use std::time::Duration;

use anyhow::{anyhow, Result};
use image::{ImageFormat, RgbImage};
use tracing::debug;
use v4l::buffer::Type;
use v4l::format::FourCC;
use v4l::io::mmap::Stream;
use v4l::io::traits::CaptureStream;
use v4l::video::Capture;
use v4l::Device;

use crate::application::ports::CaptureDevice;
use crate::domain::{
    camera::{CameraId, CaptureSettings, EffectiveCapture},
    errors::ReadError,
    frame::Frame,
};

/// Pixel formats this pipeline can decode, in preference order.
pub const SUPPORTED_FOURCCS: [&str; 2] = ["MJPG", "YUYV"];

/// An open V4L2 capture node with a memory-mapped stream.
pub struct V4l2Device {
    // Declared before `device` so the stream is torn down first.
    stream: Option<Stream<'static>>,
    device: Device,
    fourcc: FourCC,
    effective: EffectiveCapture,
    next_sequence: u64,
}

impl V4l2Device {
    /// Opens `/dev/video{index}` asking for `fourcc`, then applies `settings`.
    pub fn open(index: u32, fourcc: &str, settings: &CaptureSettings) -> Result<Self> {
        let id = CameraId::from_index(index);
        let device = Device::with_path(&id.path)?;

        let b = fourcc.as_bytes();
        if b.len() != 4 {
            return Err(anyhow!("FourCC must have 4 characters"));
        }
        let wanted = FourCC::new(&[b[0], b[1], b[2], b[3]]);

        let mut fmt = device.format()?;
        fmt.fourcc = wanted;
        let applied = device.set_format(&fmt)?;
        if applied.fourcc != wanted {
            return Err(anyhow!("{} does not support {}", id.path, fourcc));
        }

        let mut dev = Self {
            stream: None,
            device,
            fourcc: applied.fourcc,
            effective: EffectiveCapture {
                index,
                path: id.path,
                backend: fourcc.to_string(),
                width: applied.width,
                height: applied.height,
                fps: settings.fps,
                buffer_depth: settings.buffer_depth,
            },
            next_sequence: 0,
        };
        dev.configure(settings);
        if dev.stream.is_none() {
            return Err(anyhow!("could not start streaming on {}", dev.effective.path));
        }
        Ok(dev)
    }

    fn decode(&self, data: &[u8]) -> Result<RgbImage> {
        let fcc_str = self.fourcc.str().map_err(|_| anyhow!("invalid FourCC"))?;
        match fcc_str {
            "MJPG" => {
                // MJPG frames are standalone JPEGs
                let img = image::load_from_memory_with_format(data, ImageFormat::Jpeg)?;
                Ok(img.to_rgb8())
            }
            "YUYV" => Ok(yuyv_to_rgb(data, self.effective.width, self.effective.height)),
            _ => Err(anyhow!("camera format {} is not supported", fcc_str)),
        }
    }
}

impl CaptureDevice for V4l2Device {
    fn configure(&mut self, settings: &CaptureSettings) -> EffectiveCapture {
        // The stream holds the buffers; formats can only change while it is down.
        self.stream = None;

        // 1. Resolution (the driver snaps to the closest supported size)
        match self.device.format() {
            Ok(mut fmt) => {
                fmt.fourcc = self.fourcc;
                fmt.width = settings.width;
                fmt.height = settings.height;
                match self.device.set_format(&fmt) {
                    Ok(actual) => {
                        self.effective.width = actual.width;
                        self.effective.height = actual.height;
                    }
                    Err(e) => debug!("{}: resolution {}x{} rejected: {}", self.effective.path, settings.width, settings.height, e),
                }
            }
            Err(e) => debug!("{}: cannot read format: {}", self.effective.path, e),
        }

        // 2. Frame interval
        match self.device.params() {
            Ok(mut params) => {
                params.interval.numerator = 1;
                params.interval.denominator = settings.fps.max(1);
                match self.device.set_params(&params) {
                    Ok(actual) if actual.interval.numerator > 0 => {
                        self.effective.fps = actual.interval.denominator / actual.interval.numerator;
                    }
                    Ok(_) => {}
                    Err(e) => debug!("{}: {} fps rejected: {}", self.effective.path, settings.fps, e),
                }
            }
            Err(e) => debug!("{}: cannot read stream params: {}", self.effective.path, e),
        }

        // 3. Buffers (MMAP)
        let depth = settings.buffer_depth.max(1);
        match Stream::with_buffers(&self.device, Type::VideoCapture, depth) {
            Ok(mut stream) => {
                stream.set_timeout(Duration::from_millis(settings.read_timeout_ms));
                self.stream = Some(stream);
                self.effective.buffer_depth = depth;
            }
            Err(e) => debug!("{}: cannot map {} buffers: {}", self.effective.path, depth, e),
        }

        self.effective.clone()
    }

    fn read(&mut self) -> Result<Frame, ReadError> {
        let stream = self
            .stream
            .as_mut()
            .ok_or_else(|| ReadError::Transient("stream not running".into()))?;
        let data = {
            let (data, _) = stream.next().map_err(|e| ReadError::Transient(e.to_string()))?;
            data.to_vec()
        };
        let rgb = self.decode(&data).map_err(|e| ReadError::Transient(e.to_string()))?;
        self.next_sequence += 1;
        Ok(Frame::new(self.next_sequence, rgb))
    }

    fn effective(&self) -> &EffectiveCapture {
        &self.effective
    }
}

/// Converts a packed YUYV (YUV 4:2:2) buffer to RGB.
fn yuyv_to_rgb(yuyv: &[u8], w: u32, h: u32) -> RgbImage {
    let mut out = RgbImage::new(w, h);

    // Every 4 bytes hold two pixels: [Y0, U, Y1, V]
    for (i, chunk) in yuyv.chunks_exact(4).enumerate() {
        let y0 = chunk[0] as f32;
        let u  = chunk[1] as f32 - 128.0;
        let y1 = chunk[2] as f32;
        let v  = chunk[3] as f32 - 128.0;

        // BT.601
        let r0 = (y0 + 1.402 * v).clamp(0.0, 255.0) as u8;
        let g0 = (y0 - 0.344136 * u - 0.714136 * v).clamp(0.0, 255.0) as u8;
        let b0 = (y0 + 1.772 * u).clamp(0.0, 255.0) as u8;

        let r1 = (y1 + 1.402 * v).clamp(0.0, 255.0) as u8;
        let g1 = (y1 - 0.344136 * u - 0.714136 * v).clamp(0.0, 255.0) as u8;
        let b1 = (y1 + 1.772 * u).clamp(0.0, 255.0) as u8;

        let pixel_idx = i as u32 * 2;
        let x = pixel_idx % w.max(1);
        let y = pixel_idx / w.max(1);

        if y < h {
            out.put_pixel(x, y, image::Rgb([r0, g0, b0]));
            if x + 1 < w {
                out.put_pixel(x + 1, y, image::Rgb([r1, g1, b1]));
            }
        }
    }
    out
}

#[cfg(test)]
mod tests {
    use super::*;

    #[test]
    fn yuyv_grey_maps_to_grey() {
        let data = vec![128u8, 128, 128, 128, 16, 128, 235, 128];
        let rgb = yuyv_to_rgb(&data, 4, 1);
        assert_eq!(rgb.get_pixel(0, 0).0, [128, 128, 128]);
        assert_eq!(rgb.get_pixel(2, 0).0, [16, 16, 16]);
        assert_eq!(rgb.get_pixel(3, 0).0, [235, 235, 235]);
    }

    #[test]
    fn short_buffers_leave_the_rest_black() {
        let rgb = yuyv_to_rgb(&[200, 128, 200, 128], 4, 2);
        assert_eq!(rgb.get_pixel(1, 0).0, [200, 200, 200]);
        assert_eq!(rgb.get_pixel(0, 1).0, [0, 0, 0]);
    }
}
* * *
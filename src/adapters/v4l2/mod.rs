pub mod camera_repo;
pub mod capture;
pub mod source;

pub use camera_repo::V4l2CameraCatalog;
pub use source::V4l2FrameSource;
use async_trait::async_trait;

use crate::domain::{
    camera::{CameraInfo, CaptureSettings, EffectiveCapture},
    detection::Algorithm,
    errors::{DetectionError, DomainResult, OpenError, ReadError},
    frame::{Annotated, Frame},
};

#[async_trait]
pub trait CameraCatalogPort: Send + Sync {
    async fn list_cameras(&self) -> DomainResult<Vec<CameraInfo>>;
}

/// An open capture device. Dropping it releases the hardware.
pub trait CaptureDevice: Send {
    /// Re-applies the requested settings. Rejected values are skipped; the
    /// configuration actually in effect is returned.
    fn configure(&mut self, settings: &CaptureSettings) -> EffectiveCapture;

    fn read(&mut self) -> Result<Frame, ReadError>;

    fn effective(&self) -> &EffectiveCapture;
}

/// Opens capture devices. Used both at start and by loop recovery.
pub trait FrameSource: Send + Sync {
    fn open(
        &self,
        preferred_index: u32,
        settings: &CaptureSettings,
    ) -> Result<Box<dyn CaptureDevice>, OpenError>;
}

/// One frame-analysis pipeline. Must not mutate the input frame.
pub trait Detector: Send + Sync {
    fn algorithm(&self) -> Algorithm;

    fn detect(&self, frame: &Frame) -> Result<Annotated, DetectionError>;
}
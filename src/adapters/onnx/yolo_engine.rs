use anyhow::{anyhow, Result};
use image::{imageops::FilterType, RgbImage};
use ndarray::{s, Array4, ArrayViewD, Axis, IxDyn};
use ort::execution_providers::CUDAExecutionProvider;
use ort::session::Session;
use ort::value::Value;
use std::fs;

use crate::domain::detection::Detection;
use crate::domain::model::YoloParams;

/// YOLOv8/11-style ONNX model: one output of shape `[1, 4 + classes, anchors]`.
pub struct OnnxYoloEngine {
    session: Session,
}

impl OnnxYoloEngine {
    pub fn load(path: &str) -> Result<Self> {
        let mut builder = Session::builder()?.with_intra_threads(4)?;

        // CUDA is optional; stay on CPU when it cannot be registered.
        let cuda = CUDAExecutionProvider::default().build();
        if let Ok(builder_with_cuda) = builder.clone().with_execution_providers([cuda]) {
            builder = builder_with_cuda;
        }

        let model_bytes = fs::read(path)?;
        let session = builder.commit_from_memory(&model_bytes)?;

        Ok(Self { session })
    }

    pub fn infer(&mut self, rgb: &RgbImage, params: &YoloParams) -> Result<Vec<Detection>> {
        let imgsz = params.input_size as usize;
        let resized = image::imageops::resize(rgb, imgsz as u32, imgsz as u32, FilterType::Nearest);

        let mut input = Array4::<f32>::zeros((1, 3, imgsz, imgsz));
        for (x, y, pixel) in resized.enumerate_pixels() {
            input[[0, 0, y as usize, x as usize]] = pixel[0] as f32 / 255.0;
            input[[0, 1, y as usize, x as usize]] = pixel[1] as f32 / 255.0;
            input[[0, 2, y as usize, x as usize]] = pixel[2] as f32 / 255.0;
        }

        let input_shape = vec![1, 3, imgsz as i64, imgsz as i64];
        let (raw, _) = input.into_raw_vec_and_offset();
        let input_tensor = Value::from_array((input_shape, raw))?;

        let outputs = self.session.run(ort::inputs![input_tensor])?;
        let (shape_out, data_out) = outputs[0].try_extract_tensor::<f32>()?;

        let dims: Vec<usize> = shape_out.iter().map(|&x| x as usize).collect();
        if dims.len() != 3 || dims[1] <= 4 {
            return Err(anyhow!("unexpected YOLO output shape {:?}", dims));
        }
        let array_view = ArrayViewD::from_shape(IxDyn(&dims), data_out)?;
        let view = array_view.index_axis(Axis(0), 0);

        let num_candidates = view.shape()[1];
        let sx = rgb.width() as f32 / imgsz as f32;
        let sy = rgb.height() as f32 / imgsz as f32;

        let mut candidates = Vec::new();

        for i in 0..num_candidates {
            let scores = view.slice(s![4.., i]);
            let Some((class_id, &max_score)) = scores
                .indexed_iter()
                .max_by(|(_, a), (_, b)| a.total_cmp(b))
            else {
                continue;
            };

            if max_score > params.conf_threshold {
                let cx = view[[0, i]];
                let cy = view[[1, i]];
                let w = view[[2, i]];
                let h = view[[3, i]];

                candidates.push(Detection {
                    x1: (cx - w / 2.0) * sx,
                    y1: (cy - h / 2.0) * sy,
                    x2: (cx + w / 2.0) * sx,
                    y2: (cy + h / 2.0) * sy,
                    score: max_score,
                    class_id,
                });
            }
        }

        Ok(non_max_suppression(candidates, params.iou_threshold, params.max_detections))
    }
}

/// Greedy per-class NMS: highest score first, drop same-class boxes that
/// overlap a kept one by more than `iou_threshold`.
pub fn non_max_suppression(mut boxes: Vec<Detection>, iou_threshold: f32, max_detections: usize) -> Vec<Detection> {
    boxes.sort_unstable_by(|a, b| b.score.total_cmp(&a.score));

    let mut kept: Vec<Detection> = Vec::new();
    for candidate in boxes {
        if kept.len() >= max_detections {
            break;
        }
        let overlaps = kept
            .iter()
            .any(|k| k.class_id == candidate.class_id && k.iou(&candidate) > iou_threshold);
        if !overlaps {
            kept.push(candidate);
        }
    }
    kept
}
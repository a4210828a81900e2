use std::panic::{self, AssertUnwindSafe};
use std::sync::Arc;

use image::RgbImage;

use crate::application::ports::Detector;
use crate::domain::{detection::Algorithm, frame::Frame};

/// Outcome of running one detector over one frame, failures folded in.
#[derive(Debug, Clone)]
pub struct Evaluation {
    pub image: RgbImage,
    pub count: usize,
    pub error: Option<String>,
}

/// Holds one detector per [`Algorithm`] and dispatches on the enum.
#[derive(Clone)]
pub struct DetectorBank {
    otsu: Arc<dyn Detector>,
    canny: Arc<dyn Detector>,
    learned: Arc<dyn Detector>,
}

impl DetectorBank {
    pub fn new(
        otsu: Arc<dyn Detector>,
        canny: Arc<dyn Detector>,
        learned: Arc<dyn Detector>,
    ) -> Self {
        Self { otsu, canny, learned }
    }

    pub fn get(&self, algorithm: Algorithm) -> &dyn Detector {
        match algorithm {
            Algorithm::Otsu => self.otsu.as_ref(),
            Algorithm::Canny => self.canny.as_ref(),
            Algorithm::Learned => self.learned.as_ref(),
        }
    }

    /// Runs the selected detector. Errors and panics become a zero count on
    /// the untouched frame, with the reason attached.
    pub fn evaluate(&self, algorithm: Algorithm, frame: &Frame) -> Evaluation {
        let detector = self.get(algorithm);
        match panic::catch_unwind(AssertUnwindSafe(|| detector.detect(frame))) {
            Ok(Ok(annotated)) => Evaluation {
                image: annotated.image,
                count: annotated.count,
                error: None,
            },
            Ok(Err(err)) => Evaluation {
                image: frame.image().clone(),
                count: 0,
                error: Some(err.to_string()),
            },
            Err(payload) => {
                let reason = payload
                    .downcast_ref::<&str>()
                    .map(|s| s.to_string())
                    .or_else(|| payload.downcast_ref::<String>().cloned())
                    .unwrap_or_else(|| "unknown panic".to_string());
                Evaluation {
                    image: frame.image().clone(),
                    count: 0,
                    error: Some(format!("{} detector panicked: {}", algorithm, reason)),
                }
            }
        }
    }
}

EXERCISE
Retype the records above, but only those lines that fall between the line containing "let dims: Vec<usize>" and the line containing "for i in 0..num_candidates", with both of those lines included, exactly as written.

RESULT OF THE TASK
        let dims: Vec<usize> = shape_out.iter().map(|&x| x as usize).collect();
        if dims.len() != 3 || dims[1] <= 4 {
            return Err(anyhow!("unexpected YOLO output shape {:?}", dims));
        }
        let array_view = ArrayViewD::from_shape(IxDyn(&dims), data_out)?;
        let view = array_view.index_axis(Axis(0), 0);

        let num_candidates = view.shape()[1];
        let sx = rgb.width() as f32 / imgsz as f32;
        let sy = rgb.height() as f32 / imgsz as f32;

        let mut candidates = Vec::new();

        for i in 0..num_candidates {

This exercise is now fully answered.